Bad-boy Hollywood actor Mickey Rourke has bounced back off the ropes, it seems. His latest comeback-themed movie The Wrestler has drawn rave reviews, and the star prize at Venice's Film Festival.Of course, The Wrestler is just another movie, but to hear the media these past couple of weeks, you'd think cinema were a new invention.
Besides the hype over the film itself, much has been made of Mickey Rourke's big comeback, his return to the Hollywood fold, after years in self-imposed exile, not to mention self-destruction. He allowed his career and his personal life to go down the toilet during the Nineties, doing drugs, boozing and all the rest. Predictably, parallels have been drawn between Rourke's life and that of Randy Robinson, his latest character role.
Rourke returned briefly to his first love - boxing, even had a short-lived pro career in the ring. He has spoken of his pugilism as a way to help him focus on getting his life back on track, but it might also be viewed as just more self-punishment.
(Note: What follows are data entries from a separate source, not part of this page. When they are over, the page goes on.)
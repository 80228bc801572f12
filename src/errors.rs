use std::fmt;
use thiserror::Error;

/// Error type for IES profile reading, rescaling and writing
///
/// Every failure of the parser, the TILT resolver, the rescale engine and the
/// serializer is reported through this enum. Each variant carries enough
/// context to point at the offending field or line, and maps to a numeric
/// code and an [`ErrorCategory`] for programmatic handling.
#[derive(Error, Debug, Clone, PartialEq)]
pub enum IesError {
    // ========== INPUT ERRORS (1000-1099) ==========
    /// File not found at the specified path
    #[error("File not found: {path}")]
    FileNotFound {
        path: String,
        io_kind: Option<std::io::ErrorKind>,
    },

    /// Error reading file contents
    #[error("Failed to read file {path}: {reason}")]
    FileReadError { path: String, reason: String },

    /// Permission denied when accessing file
    #[error("Permission denied accessing file: {path}")]
    PermissionDenied { path: String },

    /// Zero-length buffer or file
    #[error("Empty input: {source_name}")]
    EmptyInput { source_name: String },

    // ========== HEADER ERRORS (2000-2099) ==========
    /// Label section ran to end of input without a TILT= line
    #[error("Missing TILT directive after {labels_read} label line(s)")]
    MissingTiltDirective { labels_read: usize },

    /// A fixed-field line is missing or short
    #[error("Malformed {field} at line {line}: {reason}")]
    MalformedHeader {
        field: String,
        line: usize,
        reason: String,
    },

    /// A token could not be parsed as the expected number
    #[error("Invalid number '{token}' for {field} at line {line}")]
    InvalidNumber {
        field: String,
        token: String,
        line: usize,
    },

    /// An enumerated integer field holds an unknown value
    #[error("Invalid value {value} for {field}")]
    InvalidEnumValue { field: String, value: i64 },

    // ========== ARRAY ERRORS (3000-3099) ==========
    /// Input ended before an array was filled
    #[error("Truncated {field}: expected {expected} values, input ended after {actual}")]
    TruncatedArray {
        field: String,
        expected: usize,
        actual: usize,
    },

    /// An array length disagrees with its declared count
    #[error("Dimension mismatch for {field}: declared {declared}, found {actual}")]
    DimensionMismatch {
        field: String,
        declared: usize,
        actual: usize,
    },

    // ========== TILT ERRORS (4000-4099) ==========
    /// External TILT file unreadable or unparsable
    #[error("Invalid TILT reference '{path}': {reason}")]
    InvalidTiltReference { path: String, reason: String },

    // ========== RESCALE ERRORS (5000-5099) ==========
    /// Cone angle outside [0, 180] degrees
    #[error("Invalid rescale cone angle {angle}: must be within [0, 180] degrees")]
    InvalidRescaleAngle { angle: f32 },

    // ========== RESOURCE ERRORS (6000-6099) ==========
    /// Data size exceeds configured limits
    #[error("Data size exceeds limit for {field}: {size} (limit: {limit})")]
    DataSizeExceedsLimit {
        field: String,
        size: usize,
        limit: usize,
    },

    // ========== VALIDATION ERRORS (7000-7099) ==========
    /// Semantic validation failure on a parsed profile
    #[error("Validation failed for {field}: {reason}")]
    ValidationFailed { field: String, reason: String },

    // ========== OUTPUT ERRORS (8000-8099) ==========
    /// Failure writing a buffer to a file
    #[error("Failed to write file '{path}': {reason}")]
    FileWriteError { path: String, reason: String },
}

impl IesError {
    /// Get the error code for machine-readable processing
    pub fn code(&self) -> u16 {
        match self {
            Self::FileNotFound { .. } => 1001,
            Self::FileReadError { .. } => 1002,
            Self::PermissionDenied { .. } => 1003,
            Self::EmptyInput { .. } => 1004,

            Self::MissingTiltDirective { .. } => 2001,
            Self::MalformedHeader { .. } => 2002,
            Self::InvalidNumber { .. } => 2003,
            Self::InvalidEnumValue { .. } => 2004,

            Self::TruncatedArray { .. } => 3001,
            Self::DimensionMismatch { .. } => 3002,

            Self::InvalidTiltReference { .. } => 4001,

            Self::InvalidRescaleAngle { .. } => 5001,

            Self::DataSizeExceedsLimit { .. } => 6001,

            Self::ValidationFailed { .. } => 7001,

            Self::FileWriteError { .. } => 8001,
        }
    }

    /// Get the error category for grouping related errors
    pub fn category(&self) -> ErrorCategory {
        match self.code() {
            1000..=1099 => ErrorCategory::Input,
            2000..=2099 => ErrorCategory::Header,
            3000..=3099 => ErrorCategory::Array,
            4000..=4099 => ErrorCategory::Tilt,
            5000..=5099 => ErrorCategory::Rescale,
            6000..=6099 => ErrorCategory::Resource,
            7000..=7099 => ErrorCategory::Validation,
            8000..=8099 => ErrorCategory::Output,
            _ => ErrorCategory::Unknown,
        }
    }

    /// Get suggested action for handling this error
    pub fn suggested_action(&self) -> &'static str {
        match self {
            Self::FileNotFound { .. } => "Check file path and ensure file exists",
            Self::PermissionDenied { .. } => "Check file permissions and user access rights",
            Self::EmptyInput { .. } => "Provide a non-empty IES profile",
            Self::MissingTiltDirective { .. } => {
                "Verify this is a valid IES file: a TILT= line must follow the labels"
            },
            Self::TruncatedArray { .. } => "File appears to be truncated",
            Self::InvalidTiltReference { .. } => {
                "Check that the TILT file exists next to the profile or set a TILT directory"
            },
            Self::InvalidRescaleAngle { .. } => "Use a cone angle between 0 and 180 degrees",
            Self::DataSizeExceedsLimit { .. } => "Use a permissive parser configuration",
            _ => "Check file integrity and LM-63 format compliance",
        }
    }
}

/// Error categories for grouping related error types
#[derive(Debug, Clone, Copy, PartialEq, Eq, Hash)]
pub enum ErrorCategory {
    Input,
    Header,
    Array,
    Tilt,
    Rescale,
    Resource,
    Validation,
    Output,
    Unknown,
}

impl fmt::Display for ErrorCategory {
    fn fmt(&self, f: &mut fmt::Formatter<'_>) -> fmt::Result {
        match self {
            Self::Input => write!(f, "Input"),
            Self::Header => write!(f, "Header"),
            Self::Array => write!(f, "Array"),
            Self::Tilt => write!(f, "TILT"),
            Self::Rescale => write!(f, "Rescale"),
            Self::Resource => write!(f, "Resource"),
            Self::Validation => write!(f, "Validation"),
            Self::Output => write!(f, "Output"),
            Self::Unknown => write!(f, "Unknown"),
        }
    }
}

/// Result type alias for IES operations
pub type IesResult<T> = Result<T, IesError>;

impl IesError {
    /// Map an io error to the matching input variant for `path`
    pub fn from_io(err: &std::io::Error, path: &str) -> Self {
        match err.kind() {
            std::io::ErrorKind::NotFound => IesError::FileNotFound {
                path: path.to_string(),
                io_kind: Some(err.kind()),
            },
            std::io::ErrorKind::PermissionDenied => IesError::PermissionDenied {
                path: path.to_string(),
            },
            _ => IesError::FileReadError {
                path: path.to_string(),
                reason: err.to_string(),
            },
        }
    }
}

impl From<std::io::Error> for IesError {
    fn from(err: std::io::Error) -> Self {
        IesError::from_io(&err, "unknown")
    }
}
Hollywood loves a bad-boy-made-good story. Remember Sean Penn? Always on the fringes, never got the Oscar, never seemed to care either. Content to butt his head against convention, choose movies HE wanted to do. Early on, Penn's habit of making odd choices was perhaps best illustrated by his 1985 marriage to then-rising star Madonna. The marriage failed, but then publicity stunts are always short-lived.
In 2004, Penn finally won his Best Actor Oscar for Mystic River. His performance in that (or in any film) wasn't particularly great, but movie awards have nothing to do with talent, just more manipulation and publicity. So Mickey Rourke's isn't the first ultra-hyped, shunned-to-shiny Hollywood story, and it won't be the last.
I'm betting fingersmith Winona Ryder will be the next to reinvent herself and put her shenanigans behind her. If she doesn't get the Academy Award, she can always sneak backstage and toss it in her handbag.